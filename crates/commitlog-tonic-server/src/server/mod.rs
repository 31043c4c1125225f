pub mod app;
pub mod capability;
pub mod config;
pub mod middleware;
pub mod sampling;
pub mod service;
pub mod streaming;
pub mod telemetry;
pub mod tls;
use super::ServerLister;
use commitlog_tonic_core::{Result, proto::Server};

/// Fixed membership: this node as leader, plus any configured peers.
#[derive(Debug, Clone)]
pub struct StaticMembership {
    servers: Vec<Server>,
}

impl StaticMembership {
    pub fn new(node_id: &str, rpc_addr: &str, peers: &[(String, String)]) -> Self {
        let local = Server {
            id: node_id.to_string(),
            rpc_addr: rpc_addr.to_string(),
            is_leader: true,
        };
        let followers = peers.iter().map(|(id, addr)| Server {
            id: id.clone(),
            rpc_addr: addr.clone(),
            is_leader: false,
        });
        Self {
            servers: core::iter::once(local).chain(followers).collect(),
        }
    }
}

#[tonic::async_trait]
impl ServerLister for StaticMembership {
    async fn servers(&self) -> Result<Vec<Server>> {
        Ok(self.servers.clone())
    }
}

+--

Task requirements:
Would you restate the whole listing word for word?

Exercise answer:
filename crates/commitlog-tonic-server/src/server/mod.rs
repository 31043c4c1125225f
pub mod app;
pub mod capability;
pub mod config;
pub mod middleware;
pub mod sampling;
pub mod service;
pub mod streaming;
pub mod telemetry;
pub mod tls;
use super::ServerLister;
use commitlog_tonic_core::{Result, proto::Server};

/// Fixed membership: this node as leader, plus any configured peers.
#[derive(Debug, Clone)]
pub struct StaticMembership {
    servers: Vec<Server>,
}

impl StaticMembership {
    pub fn new(node_id: &str, rpc_addr: &str, peers: &[(String, String)]) -> Self {
        let local = Server {
            id: node_id.to_string(),
            rpc_addr: rpc_addr.to_string(),
            is_leader: true,
        };
        let followers = peers.iter().map(|(id, addr)| Server {
            id: id.clone(),
            rpc_addr: addr.clone(),
            is_leader: false,
        });
        Self {
            servers: core::iter::once(local).chain(followers).collect(),
        }
    }
}

#[tonic::async_trait]
impl ServerLister for StaticMembership {
    async fn servers(&self) -> Result<Vec<Server>> {
        Ok(self.servers.clone())
    }
}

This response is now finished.